• **DIRECTIONS**: For the entries below, report the number of lines where the string "when" appears, and only that number.

┌─ RECORD EXCERPTS

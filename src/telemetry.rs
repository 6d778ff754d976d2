//! Logging setup
//!
//! Plain tracing to stderr. The harness is a test driver, so there is no
//! exporter, only an env-driven filter.
//!
//! # Example
//!
//! ```no_run
//! use certsuite_harness::telemetry::init_logging;
//!
//! init_logging();
//! ```

use tracing_subscriber::layer::SubscriberExt;
use tracing_subscriber::util::SubscriberInitExt;
use tracing_subscriber::EnvFilter;

/// Initialize logging with tracing-subscriber
///
/// Uses RUST_LOG for filtering (default: info). Safe to call more than once;
/// later calls are no-ops.
pub fn init_logging() {
    init_logging_with("info");
}

/// Initialize logging with an explicit default filter
///
/// RUST_LOG still wins when set.
pub fn init_logging_with(default_filter: &str) {
    let _ = tracing_subscriber::registry()
        .with(EnvFilter::try_from_default_env().unwrap_or_else(|_| EnvFilter::new(default_filter)))
        .with(tracing_subscriber::fmt::layer().with_writer(std::io::stderr))
        .try_init();
}
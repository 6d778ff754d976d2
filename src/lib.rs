//! certsuite-harness - verification harness for the CNF certification suite
//!
//! Drives the certification tool against a cluster one test case at a time,
//! either as a local binary or through its container wrapper script, and
//! keeps each run's claim file for later inspection.
//!
//! # Example (Rust)
//!
//! ```no_run
//! use certsuite_harness::{launch_tests, HarnessConfig};
//! use std::path::Path;
//!
//! #[tokio::main]
//! async fn main() -> Result<(), Box<dyn std::error::Error>> {
//!     certsuite_harness::telemetry::init_logging();
//!
//!     let config = HarnessConfig::new("/opt/certsuite")
//!         .use_binary(true)
//!         .with_env_overrides()?;
//!
//!     launch_tests(
//!         &config,
//!         "lifecycle-pod-high-availability",
//!         "one_deployment_replicas_are_more_than_1",
//!         Path::new("/tmp/reports"),
//!         Path::new("/tmp/config"),
//!     )
//!     .await?;
//!
//!     Ok(())
//! }
//! ```
//!
//! # CLI Usage
//!
//! ```bash
//! # Run one test case
//! certsuite-harness launch --config harness.yaml \
//!     --test-case lifecycle-pod-high-availability \
//!     --report-dir /tmp/reports --config-dir /tmp/config
//!
//! # Show which suite a test case belongs to
//! certsuite-harness suite affiliated-certification-operator-is-certified
//! ```

pub mod artifacts;
pub mod config;
pub mod dispatcher;
pub mod launcher;
pub mod runner;
pub mod suite;
pub mod telemetry;

// Re-export commonly used types
pub use artifacts::{ArtifactCollector, ClaimFileCollector};
pub use config::{ConfigError, HarnessConfig, LaunchStrategy};
pub use dispatcher::{launch_tests, Dispatcher};
pub use launcher::{get_launcher, BinaryLauncher, CommandLine, ImageLauncher, LaunchError, SuiteLauncher};
pub use runner::ExecutionResult;
pub use suite::{report_file_name, test_suite_name, TestSuite, UnknownSuiteError};
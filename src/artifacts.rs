//! Post-run artifact collection
//!
//! The tool writes its claim file into the shared report directory, so each
//! run overwrites the previous one. After every run the claim is copied into
//! a folder owned by that test case:
//!
//! ```text
//! <report_dir>/claim.json  ->  <report_dir>/<test_case>/<report_name>/claim.json
//! ```

use std::fs;
use std::path::{Path, PathBuf};
use tracing::{debug, warn};

use crate::config::{claim_file_path, DEFAULT_CLAIM_FILE_NAME};

/// Collects report artifacts after a run
pub trait ArtifactCollector: Send + Sync {
    fn collect(&self, test_case: &str, report_name: &str, report_dir: &Path) -> std::io::Result<()>;
}

/// Copies the claim file into the per-test-case folder
#[derive(Debug, Default, Clone, Copy)]
pub struct ClaimFileCollector;

impl ArtifactCollector for ClaimFileCollector {
    fn collect(&self, test_case: &str, report_name: &str, report_dir: &Path) -> std::io::Result<()> {
        let src = claim_file_path(report_dir);
        let dst_dir = test_case_result_dir(report_dir, test_case, report_name);
        fs::create_dir_all(&dst_dir)?;

        let dst = dst_dir.join(DEFAULT_CLAIM_FILE_NAME);
        fs::copy(&src, &dst)?;

        debug!(src = %src.display(), dst = %dst.display(), "Copied claim file");
        Ok(())
    }
}

/// Folder holding one test case's collected artifacts
pub fn test_case_result_dir(report_dir: &Path, test_case: &str, report_name: &str) -> PathBuf {
    report_dir.join(test_case).join(report_name)
}

/// Runs the collector when dropped
///
/// Armed right before the process starts, so collection happens however the
/// run ends, including an early return or panic on the way out.
pub(crate) struct CollectGuard<'a> {
    collector: &'a dyn ArtifactCollector,
    test_case: &'a str,
    report_name: &'a str,
    report_dir: &'a Path,
}

impl<'a> CollectGuard<'a> {
    pub(crate) fn new(
        collector: &'a dyn ArtifactCollector,
        test_case: &'a str,
        report_name: &'a str,
        report_dir: &'a Path,
    ) -> Self {
        Self {
            collector,
            test_case,
            report_name,
            report_dir,
        }
    }
}

impl Drop for CollectGuard<'_> {
    fn drop(&mut self) {
        if let Err(e) = self
            .collector
            .collect(self.test_case, self.report_name, self.report_dir)
        {
            warn!(
                test_case = %self.test_case,
                report_dir = %self.report_dir.display(),
                error = %e,
                "Failed to collect artifacts"
            );
        }
    }
}
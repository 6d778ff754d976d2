use anyhow::{Context, Result};
use certsuite_harness::{report_file_name, telemetry, Dispatcher, HarnessConfig, TestSuite};
use clap::{Parser, Subcommand};
use std::path::PathBuf;
use tracing::info;

#[derive(Parser)]
#[command(name = "certsuite-harness")]
#[command(about = "Run CNF certification test cases and collect their reports", long_about = None)]
struct Cli {
    #[command(subcommand)]
    command: Commands,
}

#[derive(Subcommand)]
enum Commands {
    /// Run one test case with the certification tool
    Launch {
        /// Harness config file (YAML); environment overrides apply on top
        #[arg(short, long)]
        config: Option<PathBuf>,

        /// Test case identifier, used as the label filter
        #[arg(short, long)]
        test_case: String,

        /// Report name for logs and result folders (defaults to the test case)
        #[arg(short, long)]
        report_name: Option<String>,

        /// Directory the tool writes its reports into
        #[arg(short = 'o', long)]
        report_dir: PathBuf,

        /// Directory holding tnf_config.yml
        #[arg(short = 'd', long)]
        config_dir: PathBuf,

        /// Force the local binary strategy
        #[arg(long, default_value = "false")]
        use_binary: bool,

        /// Keep the tool's output in per-test debug logs
        #[arg(long, default_value = "false")]
        debug: bool,
    },

    /// Print the suite a test case belongs to
    Suite {
        /// Test case identifier
        test_case: String,
    },
}

#[tokio::main]
async fn main() -> Result<()> {
    telemetry::init_logging();

    let cli = Cli::parse();

    match cli.command {
        Commands::Launch {
            config,
            test_case,
            report_name,
            report_dir,
            config_dir,
            use_binary,
            debug,
        } => {
            let mut harness = match config {
                Some(path) => HarnessConfig::load(&path)
                    .with_context(|| format!("loading {}", path.display()))?,
                None => HarnessConfig::default(),
            }
            .with_env_overrides()?;

            if use_binary {
                harness = harness.use_binary(true);
            }
            if debug {
                harness = harness.debug(true);
            }

            let report_name = report_name.unwrap_or_else(|| report_file_name(&test_case));
            let dispatcher = Dispatcher::new(&harness);
            info!(strategy = dispatcher.strategy(), test_case = %test_case, "Starting run");

            dispatcher
                .launch(&test_case, &report_name, &report_dir, &config_dir)
                .await?;

            println!("{test_case}: passed");
        }
        Commands::Suite { test_case } => {
            let suite = TestSuite::classify(&test_case)?;
            println!("{suite}");
        }
    }

    Ok(())
}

└─

• **ANSWER AREA**: 2